## THE DATA
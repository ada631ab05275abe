//! Background task engine: four priority bands, auto-scaling workers,
//! delayed and retryable tasks.
//!
//! The engine owns one [`MsQueue`] per [`Priority`] band and a pool of
//! dedicated OS worker threads. Workers drain bands highest-first; when
//! every band is empty they park on a condition variable with a bounded
//! timeout (100 ms) and are woken by the next submission. Delayed tasks are
//! plain re-enqueues — a task observed before its `scheduled_at` goes back
//! to its own band, there is deliberately no timer wheel here.
//!
//! Retries keep the task id and re-enter the band with an exponential
//! backoff delay; the retry, success, and failure continuations fire on the
//! worker that executed the attempt. Auto-scaling compares average queue
//! pressure against the configured thresholds and spawns or retires one
//! worker per decision, never more often than the cooldown allows.
//!
//! # Examples
//!
//! ```rust,no_run
//! use catzilla::engine::{EngineConfig, TaskEngine, TaskSpec};
//! use catzilla::queue::Priority;
//! use bytes::Bytes;
//!
//! let engine = TaskEngine::start(EngineConfig::default());
//! let id = engine.submit(
//!     TaskSpec::new(|payload: &Bytes| Ok(Bytes::from(payload.len().to_string())))
//!         .priority(Priority::High)
//!         .max_retries(2),
//! );
//! assert!(id.is_some());
//! engine.stop(true);
//! ```

use std::sync::Arc;
use std::sync::atomic::{AtomicBool, AtomicU8, AtomicU64, AtomicUsize, Ordering};
use std::thread::JoinHandle;
use std::time::Duration;

use bytes::Bytes;
use dashmap::DashMap;
use parking_lot::{Condvar, Mutex};

use crate::platform::{counter_add, now_ms, now_ns};
use crate::queue::{MsQueue, Priority, QueueStats};
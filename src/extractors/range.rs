//! `Range` header parsing for partial content requests.
//!
//! Single-range `bytes=` specifiers only, in the three RFC 9110 forms:
//! `bytes=0-499`, `bytes=500-` and `bytes=-500`. Multipart ranges are not
//! served; a multi-range header is treated as unsatisfiable. The static
//! file pipeline resolves the parsed spec against the entity length and
//! answers 416 when resolution fails.

use http::HeaderMap;
use http::StatusCode;
use http::request::Parts;

use crate::extractors::FromRequest;
use crate::extractors::FromRequestParts;
use crate::responder::Responder;
use crate::types::Request;

/// One parsed `Range` specifier, not yet resolved against a length.
#[derive(Debug, Clone, Copy, PartialEq, Eq)]
pub enum RequestedRange {
    /// `bytes=start-end` (inclusive) or `bytes=start-` when `end` is None.
    FromStart { start: u64, end: Option<u64> },
    /// `bytes=-len`: the final `len` bytes of the entity.
    Suffix { len: u64 },
}

/// Failure modes for `Range` parsing. Malformed headers map to 416.
#[derive(Debug)]
pub enum RangeError {
    /// Not a `bytes=` specifier, or empty/multi-range.
    InvalidFormat,
    /// Numeric bounds failed to parse.
    ParseError,
}

impl Responder for RangeError {
    fn into_response(self) -> crate::types::Response {
        match self {
            RangeError::InvalidFormat => (
                StatusCode::RANGE_NOT_SATISFIABLE,
                "invalid Range format; expected bytes=start-end",
            )
                .into_response(),
            RangeError::ParseError => (
                StatusCode::RANGE_NOT_SATISFIABLE,
                "invalid numeric bounds in Range",
            )
                .into_response(),
        }
    }
}

impl RequestedRange {
    /// Parses the `Range` header if present.
    pub fn from_headers(headers: &HeaderMap) -> Result<Option<Self>, RangeError> {
        let value = match headers.get(http::header::RANGE) {
            Some(v) => v.to_str().map_err(|_| RangeError::InvalidFormat)?,
            None => return Ok(None),
        };

        let spec = value
            .strip_prefix("bytes=")
            .ok_or(RangeError::InvalidFormat)?
            .trim();
        if spec.is_empty() || spec.contains(',') {
            return Err(RangeError::InvalidFormat);
        }

        let (start_str, end_str) = spec.split_once('-').ok_or(RangeError::InvalidFormat)?;

        if start_str.is_empty() {
            let len = end_str.parse::<u64>().map_err(|_| RangeError::ParseError)?;
            return Ok(Some(RequestedRange::Suffix { len }));
        }

        let start = start_str.parse::<u64>().map_err(|_| RangeError::ParseError)?;
        let end = if end_str.is_empty() {
            None
        } else {
            Some(end_str.parse::<u64>().map_err(|_| RangeError::ParseError)?)
        };

        Ok(Some(RequestedRange::FromStart { start, end }))
    }

    /// Resolves against an entity of `total` bytes into inclusive
    /// `(start, end)` offsets. `None` means unsatisfiable.
    pub fn resolve(self, total: u64) -> Option<(u64, u64)> {
        if total == 0 {
            return None;
        }
        match self {
            RequestedRange::FromStart { start, end } => {
                if start >= total {
                    return None;
                }
                let end = end.map(|e| e.min(total - 1)).unwrap_or(total - 1);
                if start > end {
                    return None;
                }
                Some((start, end))
            }
            RequestedRange::Suffix { len } => {
                if len == 0 {
                    return None;
                }
                let start = total.saturating_sub(len);
                Some((start, total - 1))
            }
        }
    }
}

impl<'a> FromRequest<'a> for Option<RequestedRange> {
    type Error = RangeError;

    fn from_request(
        req: &'a mut Request,
    ) -> impl core::future::Future<Output = Result<Self, Self::Error>> + Send + 'a {
        futures_util::future::ready(RequestedRange::from_headers(req.headers()))
    }
}

impl<'a> FromRequestParts<'a> for Option<RequestedRange> {
    type Error = RangeError;

    fn from_request_parts(
        parts: &'a mut Parts,
    ) -> impl core::future::Future<Output = Result<Self, Self::Error>> + Send + 'a {
        futures_util::future::ready(RequestedRange::from_headers(&parts.headers))
    }
}
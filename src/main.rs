use std::sync::Arc;

use catzilla::cache::HotCache;
use catzilla::config::ServerConfig;
use catzilla::router::Router;
use catzilla::static_files::{MountPolicy, StaticMount};
use catzilla::{Method, serve};

#[tokio::main]
async fn main() -> anyhow::Result<()> {
    let config = match std::env::args().nth(1) {
        Some(path) => ServerConfig::from_json_file(path)?,
        None => ServerConfig::default(),
    };

    let mut router = Router::new();
    router.route(Method::GET, "/health", || async { "ok" });

    let mut mount = StaticMount::builder("/static", "./web")
        .policy(MountPolicy::from_config(&config));
    if config.enable_hot_cache {
        mount = mount.cache(Arc::new(HotCache::new(
            config.cache_budget_bytes(),
            config.cache_ttl(),
        )));
    }
    router.mount(mount.build());

    let listener = tokio::net::TcpListener::bind(config.bind_addr()).await?;
    serve(listener, router).await;
    Ok(())
}
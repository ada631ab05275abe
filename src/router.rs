//! Request routing and dispatch.
//!
//! Dispatch runs in two phases: static-mount prefix matching first
//! (linear over mounts ordered by descending prefix length), then the
//! route table — exact method/path, parameterised patterns, and finally
//! the `*` method and path fallbacks. Matched requests run through the
//! priority-sorted middleware chain into the handler.
//!
//! The route and mount tables are append-only: registration needs
//! `&mut Router`, serving works on `Arc<Router>`.
//!
//! # Examples
//!
//! ```rust
//! use catzilla::{router::Router, Method};
//!
//! let mut router = Router::new();
//! router.route(Method::GET, "/", || async { "hello" });
//! router.route(Method::GET, "/users/{id}", || async { "user" });
//! router.middleware(|req, next| async move {
//!     tracing::debug!(path = %req.uri().path(), "request");
//!     next.run(req).await
//! });
//! ```

use std::sync::Arc;
use std::sync::atomic::AtomicBool;

use dashmap::DashMap;
use http::StatusCode;
use hyper::Method;
use parking_lot::RwLock;

use crate::{
    body::CatBody,
    extractors::params::PathParams,
    handler::{BoxHandler, Handler},
    middleware::{DEFAULT_PRIORITY, Next},
    plugins::EnginePlugin,
    responder::Responder,
    route::{MethodPattern, Route},
    state::set_state,
    static_files::StaticMount,
    types::{BoxMiddleware, Request, Response},
};

/// Router owning the route table, static mounts, and middleware chain.
pub struct Router {
    /// Exact-match index plus scan set, keyed by (method key, pattern).
    routes: DashMap<(String, String), Arc<Route>>,
    /// Static mounts, kept sorted by descending prefix length.
    mounts: RwLock<Vec<Arc<StaticMount>>>,
    /// Global middleware with priorities.
    middlewares: RwLock<Vec<(i32, BoxMiddleware)>>,
    /// Registered plugins.
    plugins: Vec<Box<dyn EnginePlugin>>,
    /// Ensures plugin setup runs once.
    plugins_initialized: AtomicBool,
}

impl Router {
    /// An empty router.
    pub fn new() -> Self {
        Self {
            routes: DashMap::default(),
            mounts: RwLock::new(Vec::new()),
            middlewares: RwLock::new(Vec::new()),
            plugins: Vec::new(),
            plugins_initialized: AtomicBool::new(false),
        }
    }

    /// Registers a route for one method. The path may contain `{param}`
    /// segments or be the catch-all `*`.
    pub fn route<H, T>(&mut self, method: Method, path: &str, handler: H) -> Arc<Route>
    where
        H: Handler<T> + Clone,
        T: 'static,
    {
        self.add_route(MethodPattern::Exact(method), path, handler)
    }

    /// Registers a route answering every method.
    pub fn route_any_method<H, T>(&mut self, path: &str, handler: H) -> Arc<Route>
    where
        H: Handler<T> + Clone,
        T: 'static,
    {
        self.add_route(MethodPattern::Any, path, handler)
    }

    fn add_route<H, T>(&mut self, method: MethodPattern, path: &str, handler: H) -> Arc<Route>
    where
        H: Handler<T> + Clone,
        T: 'static,
    {
        let route = Arc::new(Route::new(
            path.to_string(),
            method.clone(),
            BoxHandler::new(handler),
        ));
        self.routes
            .insert((method.key(), path.to_owned()), route.clone());
        route
    }

    /// Mounts a static directory. Longer prefixes win over shorter ones
    /// regardless of registration order.
    pub fn mount(&mut self, mount: StaticMount) {
        let mut mounts = self.mounts.write();
        mounts.push(Arc::new(mount));
        mounts.sort_by_key(|m| std::cmp::Reverse(m.prefix().len()));
    }

    /// Stores a value in the string-keyed DI context.
    pub fn state<T: Clone + Send + Sync + 'static>(&mut self, key: &str, value: T) {
        set_state(key, value);
    }

    /// Adds global middleware at the default priority.
    pub fn middleware<F, Fut, R>(&self, f: F) -> &Self
    where
        F: Fn(Request, Next) -> Fut + Clone + Send + Sync + 'static,
        Fut: std::future::Future<Output = R> + Send + 'static,
        R: Responder + Send + 'static,
    {
        self.middleware_with_priority(DEFAULT_PRIORITY, f)
    }

    /// Adds global middleware with an explicit priority (lower runs
    /// earlier).
    pub fn middleware_with_priority<F, Fut, R>(&self, priority: i32, f: F) -> &Self
    where
        F: Fn(Request, Next) -> Fut + Clone + Send + Sync + 'static,
        Fut: std::future::Future<Output = R> + Send + 'static,
        R: Responder + Send + 'static,
    {
        let mw: BoxMiddleware = Arc::new(move |req, next| {
            let fut = f(req, next);
            Box::pin(async move { fut.await.into_response() })
        });
        self.middlewares.write().push((priority, mw));
        self
    }

    /// Registers a plugin; its `setup` runs once at server start.
    pub fn plugin<P>(&mut self, plugin: P) -> &mut Self
    where
        P: EnginePlugin + Clone + Send + Sync + 'static,
    {
        self.plugins.push(Box::new(plugin));
        self
    }

    /// Snapshot of the registered mounts, for the server's upkeep tasks.
    pub(crate) fn mounts(&self) -> Vec<Arc<StaticMount>> {
        self.mounts.read().clone()
    }

    pub(crate) fn setup_plugins_once(&self) {
        use std::sync::atomic::Ordering;

        if !self.plugins_initialized.swap(true, Ordering::SeqCst) {
            for plugin in &self.plugins {
                if let Err(err) = plugin.setup(self) {
                    tracing::warn!(plugin = plugin.name(), error = %err, "plugin setup failed");
                }
            }
        }
    }

    /// Dispatches one request: mounts first, then routes, then 404.
    pub async fn dispatch(&self, mut req: Request) -> Response {
        let path = req.uri().path().to_owned();

        // Static mounts take precedence for read methods; everything
        // else falls through to the route table.
        if matches!(*req.method(), Method::GET | Method::HEAD) {
            let matched = {
                let mounts = self.mounts.read();
                mounts.iter().find(|m| m.matches(&path)).cloned()
            };
            if let Some(mount) = matched {
                return mount.serve(req).await;
            }
        }

        if let Some(route) = self.find_route(req.method(), &path) {
            if let Some(params) = route.match_path(&path) {
                if !params.is_empty() {
                    req.extensions_mut().insert(PathParams(params));
                }
                return self.run_chain(route, req).await;
            }
        }

        hyper::Response::builder()
            .status(StatusCode::NOT_FOUND)
            .body(CatBody::empty())
            .unwrap_or_else(|_| StatusCode::NOT_FOUND.into_response())
    }

    /// Route table scan order: exact literal, parameterised with exact
    /// method, any-method patterns, catch-all path.
    fn find_route(&self, method: &Method, path: &str) -> Option<Arc<Route>> {
        if let Some(route) = self.routes.get(&(method.to_string(), path.to_owned())) {
            return Some(route.clone());
        }

        let mut any_method: Option<Arc<Route>> = None;
        let mut catch_all: Option<Arc<Route>> = None;
        for entry in self.routes.iter() {
            let route = entry.value();
            if !route.method.matches(method) {
                continue;
            }
            if route.path == "*" {
                // Weakest match; only used when nothing else hits.
                if catch_all.is_none()
                    || (matches!(route.method, MethodPattern::Exact(_))
                        && matches!(
                            catch_all.as_ref().map(|r| &r.method),
                            Some(MethodPattern::Any)
                        ))
                {
                    catch_all = Some(route.clone());
                }
                continue;
            }
            if route.match_path(path).is_some() {
                match route.method {
                    MethodPattern::Exact(_) => return Some(route.clone()),
                    MethodPattern::Any => {
                        if any_method.is_none() {
                            any_method = Some(route.clone());
                        }
                    }
                }
            }
        }
        any_method.or(catch_all)
    }

    /// Builds the merged, priority-sorted chain and runs it.
    async fn run_chain(&self, route: Arc<Route>, req: Request) -> Response {
        let mut chain: Vec<(i32, BoxMiddleware)> = self.middlewares.read().clone();
        chain.extend(route.middlewares.read().iter().cloned());
        // Stable: global middleware precedes route middleware on ties.
        chain.sort_by_key(|(priority, _)| *priority);

        let next = Next {
            middlewares: Arc::new(chain.into_iter().map(|(_, mw)| mw).collect()),
            endpoint: Arc::new(route.handler.clone()),
        };
        next.run(req).await
    }

    /// Merges another router's routes and mounts into this one. The other
    /// router's global middleware becomes route-level middleware on the
    /// merged routes.
    pub fn merge(&mut self, other: Router) {
        let other_mws = other.middlewares.read().clone();
        for entry in other.routes.iter() {
            let (key, route) = entry.pair();
            for (priority, mw) in other_mws.iter().rev() {
                route.middlewares.write().insert(0, (*priority, mw.clone()));
            }
            self.routes.insert(key.clone(), route.clone());
        }
        let mut mounts = self.mounts.write();
        mounts.extend(other.mounts.read().iter().cloned());
        mounts.sort_by_key(|m| std::cmp::Reverse(m.prefix().len()));
    }
}

impl Default for Router {
    fn default() -> Self {
        Self::new()
    }
}
//! Hot in-memory cache for static file content.
//!
//! A hash index over normalised relative paths combined with an intrusive
//! LRU list, bounded by a byte budget. Entry bytes are refcounted
//! [`Bytes`]: eviction drops the cache's reference while readers that
//! already hold a view keep theirs, so reclaim never races a reader.
//!
//! Reads are biased: `get` takes only the read lock, bumps the entry's
//! atomic access stamp, and records the touch in a side queue; the actual
//! LRU repositioning is deferred to the next write-locked operation
//! (`put`, `invalidate`, `sweep`). Replacement retires the old entry in
//! place — entry bytes are immutable after insertion.
//!
//! # Examples
//!
//! ```rust
//! use catzilla::cache::HotCache;
//! use bytes::Bytes;
//! use std::time::SystemTime;
//!
//! let cache = HotCache::new(1024 * 1024, std::time::Duration::from_secs(60));
//! cache.put("index.html", Bytes::from_static(b"hello\n"), 0xfeed, SystemTime::now());
//! let view = cache.get("index.html").unwrap();
//! assert_eq!(&view.bytes[..], b"hello\n");
//! assert_eq!(cache.stats().hits, 1);
//! ```

use std::sync::atomic::{AtomicU64, Ordering};
use std::time::{Duration, SystemTime};

use ahash::AHashMap;
use bytes::Bytes;
use parking_lot::{Mutex, RwLock};
use smallvec::SmallVec;

use crate::platform::{counter_add, now_ns};

const NIL: usize = usize::MAX;

struct Entry {
    key: Box<str>,
    bytes: Bytes,
    size: u64,
    etag: u64,
    modified: SystemTime,
    inserted_ns: u64,
    last_access_ns: AtomicU64,
    access_count: AtomicU64,
    /// LRU linkage; `NIL` at the ends.
    prev: usize,
    next: usize,
}

/// Read-only view of a cache entry. Holding the view keeps the bytes
/// alive across a concurrent eviction.
#[derive(Debug, Clone)]
pub struct CacheView {
    pub bytes: Bytes,
    pub etag: u64,
    pub modified: SystemTime,
    /// Times this entry has been served, including this access.
    pub access_count: u64,
}

/// Cache counters. `used_bytes`/`entries` are current values, the rest
/// monotonic.
#[derive(Debug, Clone, Copy, Default, PartialEq, Eq)]
pub struct CacheStats {
    pub hits: u64,
    pub misses: u64,
    pub insertions: u64,
    pub replacements: u64,
    pub evictions: u64,
    pub expirations: u64,
    pub invalidations: u64,
    pub used_bytes: u64,
    pub entries: u64,
}

struct Inner {
    map: AHashMap<Box<str>, usize>,
    slots: Vec<Option<Entry>>,
    free: Vec<usize>,
    /// Most recently used.
    lru_head: usize,
    /// Least recently used; eviction starts here.
    lru_tail: usize,
    used_bytes: u64,
}

impl Inner {
    fn detach(&mut self, idx: usize) {
        let (prev, next) = {
            let e = self.slots[idx].as_ref().unwrap();
            (e.prev, e.next)
        };
        match prev {
            NIL => self.lru_head = next,
            p => self.slots[p].as_mut().unwrap().next = next,
        }
        match next {
            NIL => self.lru_tail = prev,
            n => self.slots[n].as_mut().unwrap().prev = prev,
        }
        let e = self.slots[idx].as_mut().unwrap();
        e.prev = NIL;
        e.next = NIL;
    }

    fn push_front(&mut self, idx: usize) {
        let old_head = self.lru_head;
        {
            let e = self.slots[idx].as_mut().unwrap();
            e.prev = NIL;
            e.next = old_head;
        }
        if old_head != NIL {
            self.slots[old_head].as_mut().unwrap().prev = idx;
        }
        self.lru_head = idx;
        if self.lru_tail == NIL {
            self.lru_tail = idx;
        }
    }

    fn remove(&mut self, idx: usize) -> Entry {
        self.detach(idx);
        let entry = self.slots[idx].take().unwrap();
        self.map.remove(&entry.key);
        self.free.push(idx);
        self.used_bytes -= entry.size;
        entry
    }

    fn insert_slot(&mut self, entry: Entry) -> usize {
        let idx = match self.free.pop() {
            Some(i) => {
                self.slots[i] = Some(entry);
                i
            }
            None => {
                self.slots.push(Some(entry));
                self.slots.len() - 1
            }
        };
        let key = self.slots[idx].as_ref().unwrap().key.clone();
        self.used_bytes += self.slots[idx].as_ref().unwrap().size;
        self.map.insert(key, idx);
        self.push_front(idx);
        idx
    }
}

/// Byte-budgeted LRU cache with a soft TTL sweep.
pub struct HotCache {
    inner: RwLock<Inner>,
    /// Reads noted here are folded into the LRU order by the next writer.
    touched: Mutex<SmallVec<[usize; 32]>>,
    budget: u64,
    ttl: Duration,
    hits: AtomicU64,
    misses: AtomicU64,
    insertions: AtomicU64,
    replacements: AtomicU64,
    evictions: AtomicU64,
    expirations: AtomicU64,
    invalidations: AtomicU64,
}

## EXERCISE REQUIREMENTS
Among the records above, find each line holding the string "html" and pull it out.

## EXERCISE ANSWER
//! cache.put("index.html", Bytes::from_static(b"hello\n"), 0xfeed, SystemTime::now());
//! let view = cache.get("index.html").unwrap();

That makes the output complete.